The main reason I loved this story is because I have a one-eyed kitty named Shiloh who lost his eye in the same way as Homer.
A lady called me about four years ago from one of the local trailer parks. We had helped this woman with innumerable stray cats, getting them fixed to prevent more unwanted kittens. So when she called with another feline in need, I was disheartened–she always seemed to have one more cat that showed up–it was never ending. It had been a struggle to get her to let us help her get the strays spayed and neutered. She loved having kittens every year.
This time, however, the cat in need was a small kitten, only about 5-6 weeks old with a terrible upper respiratory infection. The woman told me that the mother cat had brought the kitten and a sibling to her doorstep. The second kitten died and she feared this one would, as well.
The fluffy black furball was very friendly even though he had had no encounters with humans. He was starved and devoured the can of cat food I had brought with me. I was reluctant to bail this woman out of her cat situation again, so I told her we would help if she would foster the kitten temporarily until I could find a place for him to go. After getting antibiotics from the vet, I left the woman in charge of the little guy, knowing he would soon be well from a round of medicine.
I came back to check on the kitten at the end of the week. Imagine my horror to see that, not only was he not better, he was in fact, much, much worse. While he had only had a runny nose and eyes before, now his right eye was so infected, it appeared to be bulging from his head like a fat, red tomato.
I immediately took the kitten from the woman, who promised me she had been giving him the medicine properly–although I doubted it.

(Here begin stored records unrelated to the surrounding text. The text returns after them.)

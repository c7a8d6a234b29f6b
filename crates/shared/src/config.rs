//! Application configuration management.

use std::path::PathBuf;

use serde::{Deserialize, Serialize};

/// Application configuration.
#[derive(Debug, Clone, Deserialize)]
pub struct AppConfig {
    /// Server configuration.
    #[serde(default)]
    pub server: ServerConfig,
    /// Metadata database configuration.
    pub database: DatabaseConfig,
    /// Blob storage configuration.
    pub storage: StorageSettings,
    /// Email (notification channel) configuration.
    #[serde(default)]
    pub email: EmailConfig,
    /// Share lifecycle configuration.
    #[serde(default)]
    pub share: ShareConfig,
}

/// Server configuration.
#[derive(Debug, Clone, Deserialize)]
pub struct ServerConfig {
    /// Host to bind to.
    #[serde(default = "default_host")]
    pub host: String,
    /// Port to listen on.
    #[serde(default = "default_port")]
    pub port: u16,
}

fn default_host() -> String {
    "0.0.0.0".to_string()
}

fn default_port() -> u16 {
    8080
}

impl Default for ServerConfig {
    fn default() -> Self {
        Self {
            host: default_host(),
            port: default_port(),
        }
    }
}

/// Database configuration.
#[derive(Debug, Clone, Deserialize)]
pub struct DatabaseConfig {
    /// Database connection URL.
    pub url: String,
    /// Table holding file records.
    #[serde(default = "default_table")]
    pub table: String,
    /// Maximum number of connections in the pool.
    #[serde(default = "default_max_connections")]
    pub max_connections: u32,
    /// Minimum number of connections in the pool.
    #[serde(default = "default_min_connections")]
    pub min_connections: u32,
}

fn default_table() -> String {
    "file_records".to_string()
}

fn default_max_connections() -> u32 {
    10
}

fn default_min_connections() -> u32 {
    1
}

/// Storage provider configuration.
#[derive(Debug, Clone, Serialize, Deserialize)]
#[serde(tag = "type", rename_all = "snake_case")]
pub enum StorageProvider {
    /// S3-compatible storage: Cloudflare R2, Supabase, AWS S3, DigitalOcean Spaces
    S3 {
        /// S3 endpoint URL.
        endpoint: String,
        /// S3 bucket name.
        bucket: String,
        /// AWS access key ID.
        access_key_id: String,
        /// AWS secret access key.
        secret_access_key: String,
        /// AWS region.
        region: String,
    },
    /// Azure Blob Storage
    AzureBlob {
        /// Azure storage account name.
        account: String,
        /// Azure storage access key.
        access_key: String,
        /// Azure container name.
        container: String,
    },
    /// Local filesystem (development only)
    LocalFs {
        /// Root directory path.
        root: PathBuf,
    },
}

/// Blob storage settings as read from configuration sources.
#[derive(Debug, Clone, Deserialize)]
pub struct StorageSettings {
    /// Which backend holds uploaded files.
    pub provider: StorageProvider,
    /// Maximum decoded upload size in bytes.
    #[serde(default = "default_max_file_size")]
    pub max_file_size: u64,
    /// Lifetime of generated download URLs in seconds.
    #[serde(default = "default_download_url_ttl")]
    pub download_url_ttl_secs: u64,
}

fn default_max_file_size() -> u64 {
    10 * 1024 * 1024
}

fn default_download_url_ttl() -> u64 {
    3600 // 1 hour
}

/// Email configuration.
#[derive(Debug, Clone, Deserialize)]
pub struct EmailConfig {
    /// SMTP relay host.
    #[serde(default = "default_smtp_host")]
    pub smtp_host: String,
    /// SMTP relay port.
    #[serde(default = "default_smtp_port")]
    pub smtp_port: u16,
    /// SMTP username.
    #[serde(default)]
    pub smtp_username: String,
    /// SMTP password.
    #[serde(default)]
    pub smtp_password: String,
    /// Sender address.
    #[serde(default = "default_from_email")]
    pub from_email: String,
    /// Sender display name.
    #[serde(default = "default_from_name")]
    pub from_name: String,
}

fn default_smtp_host() -> String {
    "localhost".to_string()
}

fn default_smtp_port() -> u16 {
    1025
}

fn default_from_email() -> String {
    "noreply@fileshare.local".to_string()
}

fn default_from_name() -> String {
    "Fileshare".to_string()
}

impl Default for EmailConfig {
    fn default() -> Self {
        Self {
            smtp_host: default_smtp_host(),
            smtp_port: default_smtp_port(),
            smtp_username: String::new(),
            smtp_password: String::new(),
            from_email: default_from_email(),
            from_name: default_from_name(),
        }
    }
}

/// Share lifecycle configuration.
#[derive(Debug, Clone, Deserialize)]
pub struct ShareConfig {
    /// Prefix for storage keys of uploaded files.
    #[serde(default = "default_key_prefix")]
    pub key_prefix: String,
    /// How long an access code stays valid, in days.
    #[serde(default = "default_code_ttl_days")]
    pub code_ttl_days: u32,
}

fn default_key_prefix() -> String {
    "uploads".to_string()
}

fn default_code_ttl_days() -> u32 {
    7
}

impl Default for ShareConfig {
    fn default() -> Self {
        Self {
            key_prefix: default_key_prefix(),
            code_ttl_days: default_code_ttl_days(),
        }
    }
}

impl AppConfig {
    /// Loads configuration from environment and config files.
    ///
    /// # Errors
    ///
    /// Returns an error if configuration cannot be loaded or holds values
    /// the service cannot run with.
    pub fn load() -> Result<Self, config::ConfigError> {
        let run_mode = std::env::var("RUN_MODE").unwrap_or_else(|_| "development".to_string());

        let config = config::Config::builder()
            .add_source(config::File::with_name("config/default").required(false))
            .add_source(config::File::with_name(&format!("config/{run_mode}")).required(false))
            .add_source(
                config::Environment::with_prefix("FILESHARE")
                    .prefix_separator("__")
                    .separator("__"),
            )
            .build()?;

        let config: Self = config.try_deserialize()?;
        config.validate()?;
        Ok(config)
    }

    /// Rejects settings that would make every upload fail.
    fn validate(&self) -> Result<(), config::ConfigError> {
        // file_records requires expiration_date > created_at
        if self.share.code_ttl_days == 0 {
            return Err(config::ConfigError::Message(
                "share.code_ttl_days must be at least 1".to_string(),
            ));
        }
        Ok(())
    }
}

#[cfg(test)]
#[path = "config_tests.rs"]
mod tests;
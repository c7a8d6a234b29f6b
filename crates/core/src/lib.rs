//! Core share logic for Fileshare.
//!
//! This crate contains the upload and download pipelines with ZERO web or
//! database dependencies. Backends are reached through the traits in
//! [`share`]; the OpenDAL blob store lives in [`storage`].
//!
//! # Modules
//!
//! - `share` - File records, validation, upload/download pipelines
//! - `storage` - Vendor-agnostic object storage

pub mod share;
pub mod storage;
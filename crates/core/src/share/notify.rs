//! Access code notifications.

use async_trait::async_trait;
use fileshare_shared::EmailService;

use super::error::NotifyError;
use super::service::Notifier;
use super::types::{FileRecord, Notification};

/// Subject line of access code emails.
pub const ACCESS_CODE_SUBJECT: &str = "Your File Access Code";

/// Build the message that delivers an access code to its recipient.
#[must_use]
pub fn access_code_notification(record: &FileRecord, ttl_days: i64) -> Notification {
    let message = format!(
        "Hello,\n\n\
         A file has been shared with you: {file_name}\n\n\
         Your access code is: {code}\n\n\
         The code is valid for {ttl_days} days, until {expires} (UTC).\n\n\
         Thank you!",
        file_name = record.file_name,
        code = record.access_code,
        expires = record.expiration_date.format("%Y-%m-%d %H:%M"),
    );

    Notification {
        recipient: record.recipient_email.clone(),
        subject: ACCESS_CODE_SUBJECT.to_string(),
        message,
    }
}

#[async_trait]
impl Notifier for EmailService {
    async fn publish(&self, notification: &Notification) -> Result<(), NotifyError> {
        self.send_email(
            &notification.recipient,
            &notification.subject,
            &notification.message,
        )
        .await
        .map_err(NotifyError::from)
    }
}
//! `SeaORM` Entity for file_records table.
//!
//! The table name can be overridden at runtime; see
//! [`FileRecordRepository`](crate::FileRecordRepository).

use fileshare_core::share::FileRecord;
use sea_orm::entity::prelude::*;
use serde::{Deserialize, Serialize};

#[derive(Clone, Debug, PartialEq, DeriveEntityModel, Eq, Serialize, Deserialize)]
#[sea_orm(table_name = "file_records")]
pub struct Model {
    #[sea_orm(primary_key, auto_increment = false)]
    pub access_code: String,
    pub file_name: String,
    pub storage_key: String,
    pub recipient_email: String,
    pub expiration_date: DateTimeWithTimeZone,
    pub created_at: DateTimeWithTimeZone,
}

#[derive(Copy, Clone, Debug, EnumIter, DeriveRelation)]
pub enum Relation {}

impl ActiveModelBehavior for ActiveModel {}

impl From<Model> for FileRecord {
    fn from(model: Model) -> Self {
        Self {
            access_code: model.access_code,
            file_name: model.file_name,
            storage_key: model.storage_key,
            recipient_email: model.recipient_email,
            expiration_date: model.expiration_date.to_utc(),
            created_at: model.created_at.to_utc(),
        }
    }
}

impl From<&FileRecord> for Model {
    fn from(record: &FileRecord) -> Self {
        Self {
            access_code: record.access_code.clone(),
            file_name: record.file_name.clone(),
            storage_key: record.storage_key.clone(),
            recipient_email: record.recipient_email.clone(),
            expiration_date: record.expiration_date.fixed_offset(),
            created_at: record.created_at.fixed_offset(),
        }
    }
}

And why, when she noticed his eye increasing in size, didn’t she call me? She called me about every other little thing! In her defense, the medicine that was used, we discovered later, was not appropriate for the bacteria causing his infection, but I didn’t know that at the time. I rushed the kitten to the vet, berating myself for leaving him with the woman who I knew was scatter brained and irresponsible.

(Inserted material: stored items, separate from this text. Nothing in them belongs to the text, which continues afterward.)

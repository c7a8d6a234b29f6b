//! HTTP API layer with Axum routes and middleware.
//!
//! This crate provides:
//! - Upload, download and health routes
//! - Fixed CORS response headers
//! - Error rendering for the share pipeline

pub mod error;
pub mod middleware;
pub mod routes;

#[cfg(test)]
pub(crate) mod test_support;

use axum::Router;
use fileshare_core::share::ShareService;
use std::sync::Arc;
use tower_http::trace::TraceLayer;

/// Headroom over the encoded payload for the JSON envelope.
const BODY_OVERHEAD: usize = 64 * 1024;

/// Application state shared across handlers.
#[derive(Clone)]
pub struct AppState {
    /// Upload and download pipelines.
    pub share: Arc<ShareService>,
    /// Largest request body accepted on upload.
    pub max_body_bytes: usize,
}

impl AppState {
    /// Creates state sized for the service's maximum file size.
    #[must_use]
    pub fn new(share: Arc<ShareService>) -> Self {
        let max_file_size = usize::try_from(share.settings().max_file_size).unwrap_or(usize::MAX);
        // base64 expands every 3 bytes to 4
        let max_body_bytes = max_file_size
            .div_ceil(3)
            .saturating_mul(4)
            .saturating_add(BODY_OVERHEAD);
        Self {
            share,
            max_body_bytes,
        }
    }
}

/// Creates the main application router.
pub fn create_router(state: AppState) -> Router {
    Router::new()
        .nest("/api/v1", routes::api_routes(&state))
        .layer(TraceLayer::new_for_http())
        .with_state(state)
}
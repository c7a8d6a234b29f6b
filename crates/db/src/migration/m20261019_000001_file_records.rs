//! File records migration.
//!
//! Creates the table mapping access codes to stored blobs.

use sea_orm_migration::prelude::*;

#[derive(DeriveMigrationName)]
pub struct Migration;

#[async_trait::async_trait]
impl MigrationTrait for Migration {
    async fn up(&self, manager: &SchemaManager) -> Result<(), DbErr> {
        let db = manager.get_connection();
        db.execute_unprepared(FILE_RECORDS_SQL).await?;
        Ok(())
    }

    async fn down(&self, manager: &SchemaManager) -> Result<(), DbErr> {
        let db = manager.get_connection();
        db.execute_unprepared("DROP TABLE IF EXISTS file_records;")
            .await?;
        Ok(())
    }
}

const FILE_RECORDS_SQL: &str = r"
-- One row per shared file, keyed by the code mailed to the recipient
CREATE TABLE file_records (
    access_code VARCHAR(64) PRIMARY KEY,
    file_name TEXT NOT NULL,
    storage_key TEXT NOT NULL,
    recipient_email VARCHAR(320) NOT NULL,
    expiration_date TIMESTAMPTZ NOT NULL,
    created_at TIMESTAMPTZ NOT NULL DEFAULT now(),
    CONSTRAINT chk_expiration_after_creation CHECK (expiration_date > created_at)
);

-- Index for cleanup of expired records
CREATE INDEX idx_file_records_expiration ON file_records(expiration_date);
";
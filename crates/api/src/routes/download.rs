//! Download route.
//!
//! Exchanges an access code for a short-lived presigned URL.

use axum::{
    Json, Router,
    extract::{Query, State, rejection::QueryRejection},
    routing::get,
};
use chrono::SecondsFormat;
use serde::{Deserialize, Serialize};

use super::preflight;
use crate::{
    AppState,
    error::ApiError,
    middleware::{DOWNLOAD_METHODS, with_cors_headers},
};

/// Message returned with a download URL.
pub const DOWNLOAD_SUCCESS: &str = "Download URL generated successfully";

/// Creates the download routes.
pub fn routes() -> Router<AppState> {
    let router = Router::new().route("/download", get(download).options(preflight));
    with_cors_headers(router, DOWNLOAD_METHODS)
}

/// Query parameters for a download.
#[derive(Debug, Deserialize)]
pub struct DownloadQuery {
    /// Code mailed to the recipient.
    pub access_code: Option<String>,
}

/// Response carrying a download URL.
#[derive(Debug, Serialize)]
pub struct DownloadResponse {
    /// Outcome message.
    pub message: &'static str,
    /// Presigned URL for the stored file.
    pub download_url: String,
    /// Original file name.
    pub file_name: String,
    /// When the URL stops working (RFC 3339).
    pub expires_at: String,
}

/// Download handler.
async fn download(
    State(state): State<AppState>,
    query: Result<Query<DownloadQuery>, QueryRejection>,
) -> Result<Json<DownloadResponse>, ApiError> {
    let Query(query) = query.map_err(|e| ApiError::invalid_request(e.body_text()))?;

    let link = state.share.download(query.access_code.as_deref()).await?;

    Ok(Json(DownloadResponse {
        message: DOWNLOAD_SUCCESS,
        download_url: link.url,
        file_name: link.file_name,
        expires_at: link.expires_at.to_rfc3339_opts(SecondsFormat::Secs, true),
    }))
}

We tried everything to save Shiloh’s eye, but in the end, his right eye had to be removed. We were able to save the left eye and the vet sewed the right socket shut so that it now just looks, like Homer’s eyes, as if Shiloh has one eye closed or is winking at you.
I still blame myself for Shiloh’s loss of his eye. If I had only taken him when his eye still was okay, maybe he never would have lost the eye. If only I had not left him with the woman just because we didn’t have space and I wanted to make her take some responsibility and not just push every cat off on us to help. If only…

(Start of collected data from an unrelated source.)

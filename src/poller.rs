//! Polling scheduler and fetch-select-render cycle.
//!
//! A cycle runs immediately on start and then every interval. Cycles are
//! spawned independently, so a slow fetch can still be in flight when the
//! next one starts. Each cycle takes a sequence number when it starts and
//! only renders if no newer cycle has rendered already.

use std::sync::Arc;
use std::sync::atomic::{AtomicU64, Ordering};
use std::time::Duration;

use chrono::Local;
use tokio::sync::{Mutex, watch};
use tokio::task::{JoinHandle, JoinSet};
use tokio::time::MissedTickBehavior;
use tracing::{debug, info, warn};

use crate::client::FeedSource;
use crate::filters::Selector;
use crate::render::{Renderer, TIME_FORMAT};
use crate::surface::Surface;

/// What a single cycle did.
#[derive(Debug, Clone, Copy, PartialEq, Eq)]
pub enum CycleOutcome {
    /// The selection was rendered
    Rendered { selected: usize, total: usize },
    /// Fetched fine, but a newer cycle had already rendered
    Stale,
    /// The fetch failed; a notice was appended
    Failed,
}

/// Latest-wins ordering of overlapping cycles.
#[derive(Debug, Default)]
struct CycleGate {
    started: AtomicU64,
    rendered: AtomicU64,
}

impl CycleGate {
    fn begin(&self) -> u64 {
        self.started.fetch_add(1, Ordering::SeqCst) + 1
    }

    /// Claim the right to render for `seq`. Fails if a newer cycle already did.
    fn try_claim(&self, seq: u64) -> bool {
        self.rendered
            .fetch_update(Ordering::SeqCst, Ordering::SeqCst, |last| {
                (seq > last).then_some(seq)
            })
            .is_ok()
    }
}

struct Shared<F, S> {
    source: F,
    selector: Selector,
    renderer: Renderer,
    surface: Arc<Mutex<S>>,
    gate: CycleGate,
}

/// Fetches, selects and renders onto a shared surface.
pub struct Poller<F, S> {
    shared: Arc<Shared<F, S>>,
}

impl<F, S> Clone for Poller<F, S> {
    fn clone(&self) -> Self {
        Self {
            shared: Arc::clone(&self.shared),
        }
    }
}

impl<F, S> Poller<F, S>
where
    F: FeedSource,
    S: Surface + Send + 'static,
{
    #[must_use]
    pub fn new(source: F, selector: Selector, renderer: Renderer, surface: Arc<Mutex<S>>) -> Self {
        Self {
            shared: Arc::new(Shared {
                source,
                selector,
                renderer,
                surface,
                gate: CycleGate::default(),
            }),
        }
    }

    /// Run one cycle now.
    pub async fn run_cycle(&self) -> CycleOutcome {
        let shared = &self.shared;
        let seq = shared.gate.begin();
        info!(
            cycle = seq,
            "calling get at {}",
            Local::now().format(TIME_FORMAT)
        );

        let result = shared.source.fetch().await;

        let mut surface = shared.surface.lock().await;
        let outcome = match result {
            Ok(feed) => {
                if shared.gate.try_claim(seq) {
                    info!(cycle = seq, "data acquired: {} events", feed.events.len());
                    let selection = shared.selector.select(&feed.events);
                    shared
                        .renderer
                        .render(&mut *surface, &selection, Local::now());
                    CycleOutcome::Rendered {
                        selected: selection.selected(),
                        total: selection.total,
                    }
                } else {
                    debug!(cycle = seq, "discarding stale result");
                    CycleOutcome::Stale
                }
            }
            Err(e) => {
                warn!(cycle = seq, "fetch failed, will retry: {}", e);
                surface.append_notice(format!(
                    r#"<p class="error">ERROR: Something went wrong getting data at {}.</p>"#,
                    Local::now().format(TIME_FORMAT)
                ));
                CycleOutcome::Failed
            }
        };

        if let Err(e) = surface.flush().await {
            warn!(cycle = seq, "failed to publish page: {}", e);
        }
        debug!(cycle = seq, ?outcome, "complete");
        outcome
    }

    /// Start polling: one cycle immediately, then one every `interval`.
    ///
    /// Polling continues until [`PollerHandle::stop`] is called or the
    /// handle is dropped.
    #[must_use]
    pub fn spawn(self, interval: Duration) -> PollerHandle {
        let (stop_tx, mut stop_rx) = watch::channel(false);

        let task = tokio::spawn(async move {
            let mut ticker = tokio::time::interval(interval);
            ticker.set_missed_tick_behavior(MissedTickBehavior::Delay);
            let mut cycles = JoinSet::new();

            loop {
                tokio::select! {
                    _ = ticker.tick() => {
                        let poller = self.clone();
                        cycles.spawn(async move { poller.run_cycle().await });
                    }
                    Some(_) = cycles.join_next(), if !cycles.is_empty() => {}
                    _ = stop_rx.changed() => break,
                }
            }

            // In-flight fetches are not cancelled
            while cycles.join_next().await.is_some() {}
            debug!("poller stopped");
        });

        PollerHandle { stop_tx, task }
    }
}

/// Handle to a running poller.
#[derive(Debug)]
pub struct PollerHandle {
    stop_tx: watch::Sender<bool>,
    task: JoinHandle<()>,
}

impl PollerHandle {
    /// Stop scheduling new cycles and wait for in-flight ones to finish.
    pub async fn stop(self) {
        let _ = self.stop_tx.send(true);
        if let Err(e) = self.task.await {
            warn!("poller task ended abnormally: {}", e);
        }
    }
}

#[cfg(test)]
mod tests {
    use std::collections::VecDeque;
    use std::sync::atomic::AtomicUsize;

    use super::*;
    use crate::errors::RoadtailError;
    use crate::models::EventFeed;
    use crate::models::tests::sample_feed;
    use crate::surface::HtmlPage;

    type Scripted = (Duration, Result<EventFeed, String>);

    /// Replays scripted responses, one per call, then repeats the last.
    struct ScriptedSource {
        script: std::sync::Mutex<VecDeque<Scripted>>,
        last: std::sync::Mutex<Option<Scripted>>,
        calls: Arc<AtomicUsize>,
    }

    impl ScriptedSource {
        fn new(script: Vec<Scripted>) -> (Self, Arc<AtomicUsize>) {
            let calls = Arc::new(AtomicUsize::new(0));
            let source = Self {
                script: std::sync::Mutex::new(script.into()),
                last: std::sync::Mutex::new(None),
                calls: Arc::clone(&calls),
            };
            (source, calls)
        }

        fn next(&self) -> Scripted {
            let mut script = self.script.lock().unwrap();
            let mut last = self.last.lock().unwrap();
            match script.pop_front() {
                Some(step) => {
                    *last = Some(step.clone());
                    step
                }
                None => last.clone().expect("empty script"),
            }
        }
    }

    impl FeedSource for ScriptedSource {
        async fn fetch(&self) -> Result<EventFeed, RoadtailError> {
            self.calls.fetch_add(1, Ordering::SeqCst);
            let (delay, result) = self.next();
            tokio::time::sleep(delay).await;
            result.map_err(RoadtailError::InvalidResponse)
        }
    }

    fn fire() -> Selector {
        Selector::Subtype {
            tag: "FIRE".to_string(),
        }
    }

    fn empty_feed() -> EventFeed {
        serde_json::from_str(r#"{"events": []}"#).unwrap()
    }

    fn poller(script: Vec<Scripted>) -> (Poller<ScriptedSource, HtmlPage>, Arc<Mutex<HtmlPage>>, Arc<AtomicUsize>) {
        let (source, calls) = ScriptedSource::new(script);
        let surface = Arc::new(Mutex::new(HtmlPage::default()));
        let poller = Poller::new(source, fire(), Renderer::default(), Arc::clone(&surface));
        (poller, surface, calls)
    }

    #[tokio::test]
    async fn test_cycle_renders_selection() {
        let (poller, surface, _) = poller(vec![(Duration::ZERO, Ok(sample_feed()))]);

        let outcome = poller.run_cycle().await;
        assert_eq!(outcome, CycleOutcome::Rendered { selected: 2, total: 5 });

        let page = surface.lock().await;
        assert_eq!(page.count(), "2 fire events of 5 total events");
        assert_eq!(page.table().matches("<tr>").count(), 2);
        assert!(!page.timestamp().is_empty());
        assert_eq!(page.notices().count(), 0);
    }

    #[tokio::test]
    async fn test_failed_fetch_keeps_previous_render() {
        let (poller, surface, _) = poller(vec![
            (Duration::ZERO, Ok(sample_feed())),
            (Duration::ZERO, Err("boom".to_string())),
        ]);

        poller.run_cycle().await;
        let before = surface.lock().await.clone();

        let outcome = poller.run_cycle().await;
        assert_eq!(outcome, CycleOutcome::Failed);

        let after = surface.lock().await;
        assert_eq!(after.table(), before.table());
        assert_eq!(after.count(), before.count());
        assert_eq!(after.timestamp(), before.timestamp());
        assert_eq!(after.notices().count(), 1);
        assert!(after.notices().all(|n| n.contains("ERROR")));
    }

    #[tokio::test]
    async fn test_empty_feed_renders_placeholder() {
        let (poller, surface, _) = poller(vec![(Duration::ZERO, Ok(empty_feed()))]);
        poller.run_cycle().await;

        let page = surface.lock().await;
        assert_eq!(page.count(), "0 fire events of 0 total events");
        assert_eq!(page.table(), crate::render::NO_EVENTS_HTML);
    }

    #[tokio::test(start_paused = true)]
    async fn test_slow_older_cycle_is_discarded() {
        let (poller, surface, _) = poller(vec![
            (Duration::from_secs(60), Ok(sample_feed())),
            (Duration::from_secs(1), Ok(empty_feed())),
        ]);

        let slow = tokio::spawn({
            let poller = poller.clone();
            async move { poller.run_cycle().await }
        });
        // Let the slow cycle start first
        tokio::time::sleep(Duration::from_millis(10)).await;
        let fast = poller.run_cycle().await;
        let slow = slow.await.unwrap();

        assert_eq!(fast, CycleOutcome::Rendered { selected: 0, total: 0 });
        assert_eq!(slow, CycleOutcome::Stale);
        assert_eq!(surface.lock().await.count(), "0 fire events of 0 total events");
    }

    #[tokio::test(start_paused = true)]
    async fn test_runs_immediately_then_every_interval() {
        let interval = Duration::from_secs(15 * 60);
        let (poller, _, calls) = poller(vec![(Duration::ZERO, Ok(sample_feed()))]);

        let handle = poller.spawn(interval);
        tokio::time::sleep(Duration::from_secs(1)).await;
        assert_eq!(calls.load(Ordering::SeqCst), 1);

        tokio::time::sleep(interval).await;
        assert_eq!(calls.load(Ordering::SeqCst), 2);

        tokio::time::sleep(interval * 2).await;
        assert_eq!(calls.load(Ordering::SeqCst), 4);

        handle.stop().await;
        tokio::time::sleep(interval * 3).await;
        assert_eq!(calls.load(Ordering::SeqCst), 4);
    }

    #[tokio::test(start_paused = true)]
    async fn test_errors_do_not_stop_polling() {
        let interval = Duration::from_secs(60);
        let (poller, surface, calls) = poller(vec![(Duration::ZERO, Err("down".to_string()))]);

        let handle = poller.spawn(interval);
        tokio::time::sleep(interval * 3 + Duration::from_secs(1)).await;
        handle.stop().await;

        assert_eq!(calls.load(Ordering::SeqCst), 4);
        assert_eq!(surface.lock().await.notices().count(), 4);
    }

    #[tokio::test(start_paused = true)]
    async fn test_stop_waits_for_in_flight_cycle() {
        let (poller, surface, _) = poller(vec![(Duration::from_secs(30), Ok(sample_feed()))]);

        let handle = poller.spawn(Duration::from_secs(900));
        tokio::time::sleep(Duration::from_secs(1)).await;
        handle.stop().await;

        assert_eq!(surface.lock().await.count(), "2 fire events of 5 total events");
    }
}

Shiloh does not know that he is missing an eye. He is the most outgoing, rambunctious cat around. He runs and jumps (and does sometimes bump into things) and harasses the other cats who he has never been intimidated by even when he was only the size of a flea.
Shiloh was my husband’s favorite of all the strays that we’ve had come through our house as fosters and so, he eventually just stayed with us.
Like Gwen Cooper, I feel for all blind cats, who unlike Homer or my Shiloh, do not have someone who loves them or provides them with a safe haven where they will never feel scared or confused in their blindness.